┌──

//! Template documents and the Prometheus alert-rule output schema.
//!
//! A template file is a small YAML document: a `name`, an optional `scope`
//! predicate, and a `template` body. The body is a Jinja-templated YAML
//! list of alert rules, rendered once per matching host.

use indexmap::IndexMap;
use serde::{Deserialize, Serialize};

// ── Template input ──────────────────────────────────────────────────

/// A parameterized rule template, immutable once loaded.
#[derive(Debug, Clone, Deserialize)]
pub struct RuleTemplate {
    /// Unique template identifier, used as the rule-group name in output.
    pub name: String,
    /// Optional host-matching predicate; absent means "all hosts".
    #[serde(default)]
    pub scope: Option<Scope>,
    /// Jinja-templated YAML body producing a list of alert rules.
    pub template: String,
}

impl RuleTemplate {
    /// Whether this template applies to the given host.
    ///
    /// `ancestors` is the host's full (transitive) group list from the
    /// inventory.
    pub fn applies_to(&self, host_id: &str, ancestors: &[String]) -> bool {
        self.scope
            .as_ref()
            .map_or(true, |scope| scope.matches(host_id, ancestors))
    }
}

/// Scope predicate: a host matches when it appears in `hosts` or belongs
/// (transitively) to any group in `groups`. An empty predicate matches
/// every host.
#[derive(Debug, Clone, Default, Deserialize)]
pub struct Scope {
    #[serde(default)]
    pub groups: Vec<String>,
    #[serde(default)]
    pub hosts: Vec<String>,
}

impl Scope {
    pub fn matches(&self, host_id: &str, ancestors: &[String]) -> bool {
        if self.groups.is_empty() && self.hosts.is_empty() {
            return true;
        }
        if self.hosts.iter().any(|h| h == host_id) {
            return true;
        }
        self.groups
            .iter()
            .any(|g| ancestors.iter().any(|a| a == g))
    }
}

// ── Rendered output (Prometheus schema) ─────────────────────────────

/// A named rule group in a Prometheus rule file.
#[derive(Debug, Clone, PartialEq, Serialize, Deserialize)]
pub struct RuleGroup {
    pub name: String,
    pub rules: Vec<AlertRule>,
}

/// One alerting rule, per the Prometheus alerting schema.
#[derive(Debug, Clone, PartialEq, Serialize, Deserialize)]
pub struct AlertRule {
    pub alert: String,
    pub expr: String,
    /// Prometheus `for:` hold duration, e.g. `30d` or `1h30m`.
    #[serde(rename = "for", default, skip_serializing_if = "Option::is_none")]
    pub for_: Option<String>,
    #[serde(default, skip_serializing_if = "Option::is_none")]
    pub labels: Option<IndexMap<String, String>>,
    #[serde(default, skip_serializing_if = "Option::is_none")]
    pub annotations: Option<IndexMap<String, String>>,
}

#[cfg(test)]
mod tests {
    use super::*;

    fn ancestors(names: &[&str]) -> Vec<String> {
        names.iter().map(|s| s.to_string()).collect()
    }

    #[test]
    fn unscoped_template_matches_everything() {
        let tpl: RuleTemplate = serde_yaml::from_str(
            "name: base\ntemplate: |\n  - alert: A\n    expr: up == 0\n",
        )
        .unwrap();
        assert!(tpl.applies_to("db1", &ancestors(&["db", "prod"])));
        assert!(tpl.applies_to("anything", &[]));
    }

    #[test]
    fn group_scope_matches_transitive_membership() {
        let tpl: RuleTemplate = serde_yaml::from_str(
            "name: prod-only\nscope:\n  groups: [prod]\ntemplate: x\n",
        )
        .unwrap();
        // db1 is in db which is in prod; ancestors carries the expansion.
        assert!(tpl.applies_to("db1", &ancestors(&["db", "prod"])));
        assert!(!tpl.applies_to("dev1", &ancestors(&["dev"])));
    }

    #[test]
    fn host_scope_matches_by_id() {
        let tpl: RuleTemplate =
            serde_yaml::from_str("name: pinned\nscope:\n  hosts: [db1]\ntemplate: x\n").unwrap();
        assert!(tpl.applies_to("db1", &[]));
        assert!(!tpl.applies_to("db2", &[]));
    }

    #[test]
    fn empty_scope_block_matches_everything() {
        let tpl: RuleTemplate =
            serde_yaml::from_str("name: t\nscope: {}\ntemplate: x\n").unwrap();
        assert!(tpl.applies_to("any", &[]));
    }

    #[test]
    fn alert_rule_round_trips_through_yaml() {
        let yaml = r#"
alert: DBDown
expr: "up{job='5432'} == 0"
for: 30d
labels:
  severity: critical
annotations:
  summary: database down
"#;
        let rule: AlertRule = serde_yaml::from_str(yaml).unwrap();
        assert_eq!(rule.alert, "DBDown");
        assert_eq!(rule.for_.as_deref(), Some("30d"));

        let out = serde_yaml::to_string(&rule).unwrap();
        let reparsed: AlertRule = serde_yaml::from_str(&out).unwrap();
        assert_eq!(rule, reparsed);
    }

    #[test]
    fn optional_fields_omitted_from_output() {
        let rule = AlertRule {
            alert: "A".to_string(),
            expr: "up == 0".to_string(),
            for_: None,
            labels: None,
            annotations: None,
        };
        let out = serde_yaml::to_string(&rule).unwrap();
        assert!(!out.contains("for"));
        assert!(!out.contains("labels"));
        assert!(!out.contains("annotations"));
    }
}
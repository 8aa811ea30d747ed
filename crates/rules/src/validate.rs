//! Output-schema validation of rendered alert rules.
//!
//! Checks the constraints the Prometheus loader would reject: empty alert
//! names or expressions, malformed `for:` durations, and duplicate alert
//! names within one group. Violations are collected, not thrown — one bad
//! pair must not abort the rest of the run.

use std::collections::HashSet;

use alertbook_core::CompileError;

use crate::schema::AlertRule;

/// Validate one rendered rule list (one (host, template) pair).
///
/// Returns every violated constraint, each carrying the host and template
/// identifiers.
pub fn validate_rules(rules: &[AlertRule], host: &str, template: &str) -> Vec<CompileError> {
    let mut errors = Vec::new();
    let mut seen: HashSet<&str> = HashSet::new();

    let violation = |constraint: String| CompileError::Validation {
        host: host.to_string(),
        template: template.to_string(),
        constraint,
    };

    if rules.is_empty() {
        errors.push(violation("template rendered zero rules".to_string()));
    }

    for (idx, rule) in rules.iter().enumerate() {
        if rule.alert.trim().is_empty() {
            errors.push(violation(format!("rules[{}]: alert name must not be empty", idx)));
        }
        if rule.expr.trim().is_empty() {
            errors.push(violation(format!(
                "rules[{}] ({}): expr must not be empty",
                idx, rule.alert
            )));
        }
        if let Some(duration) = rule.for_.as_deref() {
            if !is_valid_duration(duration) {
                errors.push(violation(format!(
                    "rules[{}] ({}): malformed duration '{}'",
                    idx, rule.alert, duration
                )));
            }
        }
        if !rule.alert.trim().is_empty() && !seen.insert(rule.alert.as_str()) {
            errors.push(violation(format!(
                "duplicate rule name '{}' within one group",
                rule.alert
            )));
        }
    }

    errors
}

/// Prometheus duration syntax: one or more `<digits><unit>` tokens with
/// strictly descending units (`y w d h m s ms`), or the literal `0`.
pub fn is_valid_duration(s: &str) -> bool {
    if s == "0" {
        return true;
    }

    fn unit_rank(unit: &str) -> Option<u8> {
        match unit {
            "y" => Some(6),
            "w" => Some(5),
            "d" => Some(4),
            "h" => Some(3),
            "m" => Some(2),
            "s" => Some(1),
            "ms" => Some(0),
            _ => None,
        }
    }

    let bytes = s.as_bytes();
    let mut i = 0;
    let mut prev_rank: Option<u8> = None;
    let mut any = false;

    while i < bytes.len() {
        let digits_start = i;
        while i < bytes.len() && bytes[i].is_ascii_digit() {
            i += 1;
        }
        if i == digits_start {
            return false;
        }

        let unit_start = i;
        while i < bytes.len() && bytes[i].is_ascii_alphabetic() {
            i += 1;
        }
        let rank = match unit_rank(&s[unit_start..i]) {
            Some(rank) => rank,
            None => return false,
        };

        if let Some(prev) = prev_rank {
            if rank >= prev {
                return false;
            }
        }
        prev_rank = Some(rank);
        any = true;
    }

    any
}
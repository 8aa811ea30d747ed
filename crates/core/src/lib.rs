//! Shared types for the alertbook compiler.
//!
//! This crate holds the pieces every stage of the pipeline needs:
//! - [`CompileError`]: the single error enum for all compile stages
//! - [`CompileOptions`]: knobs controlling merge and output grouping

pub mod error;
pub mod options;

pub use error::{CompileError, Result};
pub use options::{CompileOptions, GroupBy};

└──

Above are the entries; copy every line among them that contains the word "schema".

//! Template documents and the Prometheus alert-rule output schema.
// ── Rendered output (Prometheus schema) ─────────────────────────────
/// One alerting rule, per the Prometheus alerting schema.
//! Output-schema validation of rendered alert rules.
use crate::schema::AlertRule;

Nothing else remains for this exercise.